### Task statement
Copy each line below in which the string "bundle" occurs.

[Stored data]

=== Section Start ===

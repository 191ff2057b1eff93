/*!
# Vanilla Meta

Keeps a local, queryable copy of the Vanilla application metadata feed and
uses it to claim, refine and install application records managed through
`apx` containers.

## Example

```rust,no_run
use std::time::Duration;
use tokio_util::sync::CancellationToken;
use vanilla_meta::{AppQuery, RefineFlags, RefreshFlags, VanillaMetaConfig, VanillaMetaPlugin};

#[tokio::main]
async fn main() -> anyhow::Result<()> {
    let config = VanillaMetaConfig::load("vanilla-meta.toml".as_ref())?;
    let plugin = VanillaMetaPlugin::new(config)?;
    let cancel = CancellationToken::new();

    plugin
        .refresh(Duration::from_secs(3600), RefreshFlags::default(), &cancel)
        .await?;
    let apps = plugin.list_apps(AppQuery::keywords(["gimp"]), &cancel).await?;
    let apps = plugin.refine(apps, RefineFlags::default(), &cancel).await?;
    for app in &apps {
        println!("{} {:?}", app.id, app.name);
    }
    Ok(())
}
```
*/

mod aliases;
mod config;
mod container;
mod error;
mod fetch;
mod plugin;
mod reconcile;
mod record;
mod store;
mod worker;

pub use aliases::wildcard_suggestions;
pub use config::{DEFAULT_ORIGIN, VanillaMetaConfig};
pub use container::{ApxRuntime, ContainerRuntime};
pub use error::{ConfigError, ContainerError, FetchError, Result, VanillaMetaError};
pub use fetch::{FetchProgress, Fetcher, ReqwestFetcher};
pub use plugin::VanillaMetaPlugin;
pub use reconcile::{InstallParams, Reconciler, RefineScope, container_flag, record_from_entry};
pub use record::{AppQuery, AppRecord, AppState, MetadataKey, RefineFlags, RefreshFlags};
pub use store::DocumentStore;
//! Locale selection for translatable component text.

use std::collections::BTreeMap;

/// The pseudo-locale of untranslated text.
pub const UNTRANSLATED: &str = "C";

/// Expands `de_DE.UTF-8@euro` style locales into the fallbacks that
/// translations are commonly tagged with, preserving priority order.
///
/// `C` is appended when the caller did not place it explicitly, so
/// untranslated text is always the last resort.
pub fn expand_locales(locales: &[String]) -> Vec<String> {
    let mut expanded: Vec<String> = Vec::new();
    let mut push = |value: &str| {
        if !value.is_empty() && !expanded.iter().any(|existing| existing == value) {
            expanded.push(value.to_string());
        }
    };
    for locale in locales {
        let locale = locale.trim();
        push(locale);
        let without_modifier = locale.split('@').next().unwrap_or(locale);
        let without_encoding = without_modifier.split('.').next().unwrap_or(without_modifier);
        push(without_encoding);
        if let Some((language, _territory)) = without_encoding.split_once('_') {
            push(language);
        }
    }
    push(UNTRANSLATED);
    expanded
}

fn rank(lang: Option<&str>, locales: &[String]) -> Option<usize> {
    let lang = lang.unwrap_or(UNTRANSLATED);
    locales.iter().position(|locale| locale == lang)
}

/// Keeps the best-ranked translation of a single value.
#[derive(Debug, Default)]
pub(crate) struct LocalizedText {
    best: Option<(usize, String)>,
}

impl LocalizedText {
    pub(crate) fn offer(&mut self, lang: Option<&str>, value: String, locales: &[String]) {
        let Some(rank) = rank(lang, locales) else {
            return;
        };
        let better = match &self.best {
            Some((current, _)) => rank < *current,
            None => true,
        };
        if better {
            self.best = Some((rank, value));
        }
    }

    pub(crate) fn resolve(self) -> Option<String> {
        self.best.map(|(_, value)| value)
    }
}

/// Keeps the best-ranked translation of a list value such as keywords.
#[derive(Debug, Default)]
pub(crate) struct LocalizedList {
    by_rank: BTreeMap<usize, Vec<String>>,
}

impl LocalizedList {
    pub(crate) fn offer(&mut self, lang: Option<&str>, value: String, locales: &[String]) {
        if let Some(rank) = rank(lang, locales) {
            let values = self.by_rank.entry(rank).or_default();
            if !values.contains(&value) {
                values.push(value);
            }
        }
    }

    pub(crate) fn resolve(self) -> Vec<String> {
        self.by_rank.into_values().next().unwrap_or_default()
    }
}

=== Section End ===
=== Section Start ===

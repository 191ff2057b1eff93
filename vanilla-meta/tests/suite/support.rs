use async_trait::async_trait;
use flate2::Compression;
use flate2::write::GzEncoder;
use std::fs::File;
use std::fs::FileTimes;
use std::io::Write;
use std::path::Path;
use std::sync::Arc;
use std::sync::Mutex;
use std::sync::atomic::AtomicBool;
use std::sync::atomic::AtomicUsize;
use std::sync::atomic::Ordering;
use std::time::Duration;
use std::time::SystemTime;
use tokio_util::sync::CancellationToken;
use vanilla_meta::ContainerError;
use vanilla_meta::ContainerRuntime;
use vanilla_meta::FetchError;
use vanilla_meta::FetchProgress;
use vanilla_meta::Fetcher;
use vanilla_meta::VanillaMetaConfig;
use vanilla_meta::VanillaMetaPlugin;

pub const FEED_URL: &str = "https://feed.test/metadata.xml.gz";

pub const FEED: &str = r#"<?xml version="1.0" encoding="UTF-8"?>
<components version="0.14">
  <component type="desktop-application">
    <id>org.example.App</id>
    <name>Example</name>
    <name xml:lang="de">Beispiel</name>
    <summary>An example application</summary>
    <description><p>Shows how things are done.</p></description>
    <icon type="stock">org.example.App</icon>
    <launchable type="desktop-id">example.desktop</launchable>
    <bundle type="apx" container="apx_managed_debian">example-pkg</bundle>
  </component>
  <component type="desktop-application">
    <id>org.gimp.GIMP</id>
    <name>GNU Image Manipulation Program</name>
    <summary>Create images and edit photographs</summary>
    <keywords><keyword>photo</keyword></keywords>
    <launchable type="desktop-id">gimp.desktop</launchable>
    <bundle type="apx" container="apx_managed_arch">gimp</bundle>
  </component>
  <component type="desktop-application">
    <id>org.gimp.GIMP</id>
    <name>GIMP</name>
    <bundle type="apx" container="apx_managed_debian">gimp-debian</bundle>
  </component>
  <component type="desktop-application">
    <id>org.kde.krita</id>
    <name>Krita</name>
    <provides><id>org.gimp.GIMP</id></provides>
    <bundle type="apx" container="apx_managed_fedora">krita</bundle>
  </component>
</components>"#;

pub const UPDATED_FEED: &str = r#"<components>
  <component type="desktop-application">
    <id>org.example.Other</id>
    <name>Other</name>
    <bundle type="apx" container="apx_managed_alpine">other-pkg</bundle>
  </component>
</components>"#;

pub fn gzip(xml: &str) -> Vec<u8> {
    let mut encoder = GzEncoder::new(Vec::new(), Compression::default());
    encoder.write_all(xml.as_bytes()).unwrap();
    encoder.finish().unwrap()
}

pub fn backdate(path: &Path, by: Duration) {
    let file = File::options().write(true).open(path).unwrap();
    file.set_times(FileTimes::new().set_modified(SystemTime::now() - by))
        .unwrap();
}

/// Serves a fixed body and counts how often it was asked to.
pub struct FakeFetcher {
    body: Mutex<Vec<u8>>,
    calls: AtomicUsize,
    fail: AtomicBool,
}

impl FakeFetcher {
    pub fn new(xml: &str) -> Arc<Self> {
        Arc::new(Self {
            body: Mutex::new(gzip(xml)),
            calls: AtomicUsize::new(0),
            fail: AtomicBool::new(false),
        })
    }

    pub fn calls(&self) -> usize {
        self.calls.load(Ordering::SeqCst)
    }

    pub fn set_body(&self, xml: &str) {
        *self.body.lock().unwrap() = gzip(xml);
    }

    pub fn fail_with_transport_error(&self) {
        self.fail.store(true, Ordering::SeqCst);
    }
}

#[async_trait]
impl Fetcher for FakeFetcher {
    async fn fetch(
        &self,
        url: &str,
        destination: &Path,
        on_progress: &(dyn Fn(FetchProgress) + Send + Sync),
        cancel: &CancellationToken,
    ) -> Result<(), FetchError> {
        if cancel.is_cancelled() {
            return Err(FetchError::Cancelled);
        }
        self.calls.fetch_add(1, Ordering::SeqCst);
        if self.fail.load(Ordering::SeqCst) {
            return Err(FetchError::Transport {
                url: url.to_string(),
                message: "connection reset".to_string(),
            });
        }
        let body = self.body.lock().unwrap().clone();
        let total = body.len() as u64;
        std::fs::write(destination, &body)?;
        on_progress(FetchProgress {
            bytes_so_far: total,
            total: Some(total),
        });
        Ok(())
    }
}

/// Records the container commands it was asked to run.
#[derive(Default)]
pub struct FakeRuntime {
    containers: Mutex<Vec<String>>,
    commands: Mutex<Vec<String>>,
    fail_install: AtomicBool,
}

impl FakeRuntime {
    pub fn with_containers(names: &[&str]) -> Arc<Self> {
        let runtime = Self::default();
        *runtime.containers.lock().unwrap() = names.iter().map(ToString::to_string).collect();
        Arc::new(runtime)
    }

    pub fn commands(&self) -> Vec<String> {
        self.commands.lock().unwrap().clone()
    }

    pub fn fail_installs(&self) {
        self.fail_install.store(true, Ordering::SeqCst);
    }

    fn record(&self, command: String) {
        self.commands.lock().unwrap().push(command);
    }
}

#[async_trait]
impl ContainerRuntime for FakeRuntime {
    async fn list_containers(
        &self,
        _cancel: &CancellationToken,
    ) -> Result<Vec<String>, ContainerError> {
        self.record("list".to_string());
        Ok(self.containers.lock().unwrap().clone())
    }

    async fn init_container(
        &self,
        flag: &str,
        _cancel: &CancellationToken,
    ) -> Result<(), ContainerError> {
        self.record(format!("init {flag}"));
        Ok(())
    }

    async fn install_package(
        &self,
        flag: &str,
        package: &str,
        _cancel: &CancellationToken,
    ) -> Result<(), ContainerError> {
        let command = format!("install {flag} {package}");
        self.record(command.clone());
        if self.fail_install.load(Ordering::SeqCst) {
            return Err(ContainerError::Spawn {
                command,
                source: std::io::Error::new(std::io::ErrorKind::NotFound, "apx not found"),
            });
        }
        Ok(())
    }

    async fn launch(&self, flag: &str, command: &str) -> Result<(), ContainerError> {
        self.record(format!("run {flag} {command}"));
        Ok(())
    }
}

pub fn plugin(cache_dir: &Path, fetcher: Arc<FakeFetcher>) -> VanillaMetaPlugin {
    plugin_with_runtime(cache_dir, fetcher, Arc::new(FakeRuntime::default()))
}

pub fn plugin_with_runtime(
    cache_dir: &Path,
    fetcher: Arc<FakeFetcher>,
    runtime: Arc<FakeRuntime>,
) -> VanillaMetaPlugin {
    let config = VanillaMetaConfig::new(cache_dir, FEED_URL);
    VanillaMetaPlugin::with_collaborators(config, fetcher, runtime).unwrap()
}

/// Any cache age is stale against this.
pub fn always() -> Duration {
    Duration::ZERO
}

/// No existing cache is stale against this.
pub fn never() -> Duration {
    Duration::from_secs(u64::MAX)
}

=== Section End ===

### Response
    <bundle type="apx" container="apx_managed_debian">example-pkg</bundle>
    <bundle type="apx" container="apx_managed_arch">gimp</bundle>
    <bundle type="apx" container="apx_managed_debian">gimp-debian</bundle>
    <bundle type="apx" container="apx_managed_fedora">krita</bundle>
    <bundle type="apx" container="apx_managed_alpine">other-pkg</bundle>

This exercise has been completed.